= Credit Union National Extension Bureau =

The Credit Union National Extension Bureau (CUNEB) was the organization that advocated for and fostered credit unions in the United States from 1921 until 1934. CUNEB laid the foundation for the Credit Union National Association (CUNA) and the Federal Credit Union Act. CUNEB was organized and funded by Edward Filene, managed by Roy Bergengren, and was largely responsible for the proliferation of credit unions in the United States.

==History==
In the early 20th century, many ordinary American workers did not have access to loans when they needed them and fell victim to usury and loan sharks. Inspired by cooperative banks in India, American businessman Edward Filene began advocating for credit union legislation in Massachusetts in 1908. The Massachusetts Credit Union Act of 1909 was signed into law and credit unions were formed throughout the state. Filene organized the National Association of Peoples Banks to advance the credit union cause in the United States. Little progress was made until 1921, when Filene observed in Roy Bergengren the key organizer he needed. Together with Bergengren he founded the Credit Union National Extension Bureau. The Extension Bureau had four goals:

1. to bring about the laws needed for credit union development in the various states,

2. subsequently, to organize some credit unions in each state that could serve as examples to others,

3. to expand the number of credit unions to the point that they could create self-sustaining state federations, and

4. to combine the federations into a self-sustaining national association.

In June 1924, the Extension Bureau began publishing The Bridge, a precursor to Credit Union Magazine of which Bergengren was the editor. Bergengren travelled the country and attended the meetings of credit union organizers. He appeared before state legislators and recruited volunteer organizers.
Laws were passed and the Extension Bureau began to realize its goals. When Bergengren started what he referred to as his "crusade" in 1921, there were only 199 credit unions in the U.S. By 1925, 15 states had passed credit union laws and 419 credit unions were serving 108,000 members.
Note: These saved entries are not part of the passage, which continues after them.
//! Scrollyte is a render-agnostic choreography engine for scroll-driven panel stories.
//!
//! A story is a [`Scene`]: an ordered list of fullscreen [`Section`]s, each with a protected focal
//! text zone at the viewport center and decorative layers painted beneath it. While the reader
//! scrolls, sections fade in, hold at full opacity and fade out in strict sequence.
//!
//! # Pipeline overview
//!
//! 1. **Validate**: raw scene JSON -> [`SchemaReport`] (structure, depth ceiling, zone ordering)
//! 2. **Check overlap** (advisory): [`Section`] -> [`OverlapReport`] warnings
//! 3. **Derive timing**: [`TimingConstants`] -> scroll heights, card thresholds, [`FadeZones`]
//! 4. **Control**: per scroll tick, [`ScrollController`] writes opacity, state and card phases
//!    into an injected [`VisualStateStore`]; a renderer reads the store
//!
//! The key design constraints:
//!
//! - **No unsafe**: `unsafe` is forbidden in this crate.
//! - **Depth contract**: focal text paints at [`FOCAL_DEPTH`]; decorative layers stay within
//!   `[MIN_LAYER_DEPTH, MAX_LAYER_DEPTH]`.
//! - **Recompute, don't remember**: every tick derives visibility from geometry; only the card
//!   sequence is sticky.
#![forbid(unsafe_code)]
#![deny(missing_docs)]
#![allow(missing_docs_in_private_items)]

mod foundation;
mod overlap;
mod runtime;
mod scene;
mod schema;
mod timing;

pub use foundation::core::{
    BoundingBox, FOCAL_DEPTH, Length, MAX_LAYER_DEPTH, MIN_LAYER_DEPTH, Point, ROOT_FONT_PX, Rect,
    Size, Vh, Viewport,
};
pub use foundation::error::{ScrollyteError, ScrollyteResult};
pub use overlap::detect::{OverlapReport, validate_all_sections, validate_hero_overlap};
pub use overlap::geometry::{
    DEFAULT_FONT_SIZE, OverlapOpts, estimate_font_px, focal_box, image_box,
};
pub use runtime::controller::{
    ControllerOpts, DEFAULT_FADE_ZONE_FRACTION, ScrollController, SectionGeometry, TickInput,
    TickReport, VisibilityEvent, section_opacity, visibility_state,
};
pub use runtime::layout::{ScrollLayout, SectionSpan};
pub use runtime::store::{
    CardPhase, CardVisual, InMemoryVisualStore, SectionVisual, VisibilityState, VisualStateStore,
};
pub use scene::dsl::{SceneBuilder, SectionBuilder, background_layer, custom_layer, image_layer};
pub use scene::model::{
    BackgroundLayer, Card, CustomLayer, CustomRenderer, EdgeOffsets, FocalAlign, FocalConfig,
    ImageLayer, Layer, LayerSize, Scene, ScrollConfig, Section, ZoneSource,
};
pub use schema::validate::{SchemaReport, validate_schema};
pub use timing::calculus::{
    CardThreshold, FadeZones, calculate_card_threshold, calculate_fade_zones,
    calculate_section_height, check_declared_height, height_covers_fade,
};
pub use timing::constants::TimingConstants;
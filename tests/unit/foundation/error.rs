use super::*;

#[test]
fn display_prefixes_are_stable() {
    assert!(
        ScrollyteError::validation("x")
            .to_string()
            .contains("validation error:")
    );
    assert!(
        ScrollyteError::timing("x")
            .to_string()
            .contains("timing error:")
    );
    assert!(
        ScrollyteError::runtime("x")
            .to_string()
            .contains("runtime error:")
    );
    assert!(
        ScrollyteError::serde("x")
            .to_string()
            .contains("serialization error:")
    );
}

#[test]
fn other_preserves_source() {
    let base = std::io::Error::other("boom");
    let err = ScrollyteError::Other(anyhow::Error::new(base));
    assert!(err.to_string().contains("boom"));
}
The collaboration between Bergengren and Filene, and the work of the Extension Bureau, proved very effective. It eventually brought state laws to fruition in 26 states and substantially revised flawed legal frameworks in 5 others. In 1934 the Roosevelt Administration passed the Federal Credit Union Act, making it possible to form a credit union anywhere in the United States.

The Extension Bureau has been a model for many projects related to international development and microfinance since. Foreshadowing debates that still rage however, the views of Filene and Bergengren diverged on two key issues.

First, Bergengren believed that the Extension Bureau should attempt to secure federal legislation first, rather than work state by state. Filene prevailed in this debate, maintaining that a national law should be based on a sound understanding of the diverse circumstances of people across America—from shrimp fishermen in Louisiana, to factory workers in Massachusetts or farmers in the mid-West. Only by developing many state laws first would such a sound national understanding be possible.

Second, as the Great Depression set in the Reconstruction Finance Corporation under President Hoover sought to stimulate the economy with soft loans targeted to banks, railways and large companies. Filene favoured asking for $100 million in reconstruction credits to be pumped into credit unions. Bergengren strongly opposed this position, and his view prevailed this time. "To him, it meant destroying the vital principle of the whole movement by converting a community enterprise into an agency of the government. To teach people how to help themselves was more important by far in times of depression than at any other time."

==Credit Union National Association==
'
With the work of the Bureau essentially completed, a national meeting of credit union leaders was called at Estes Park, Colorado. In a letter to Edward Filene, Bergengren wrote "I sincerely believe that what we are going to do at Estes Park will have extraordinary consequences." On 11 August 1934 the Credit Union National Association (CUNA) – a national federation funded by the nation's credit unions – was formed to replace the Bureau.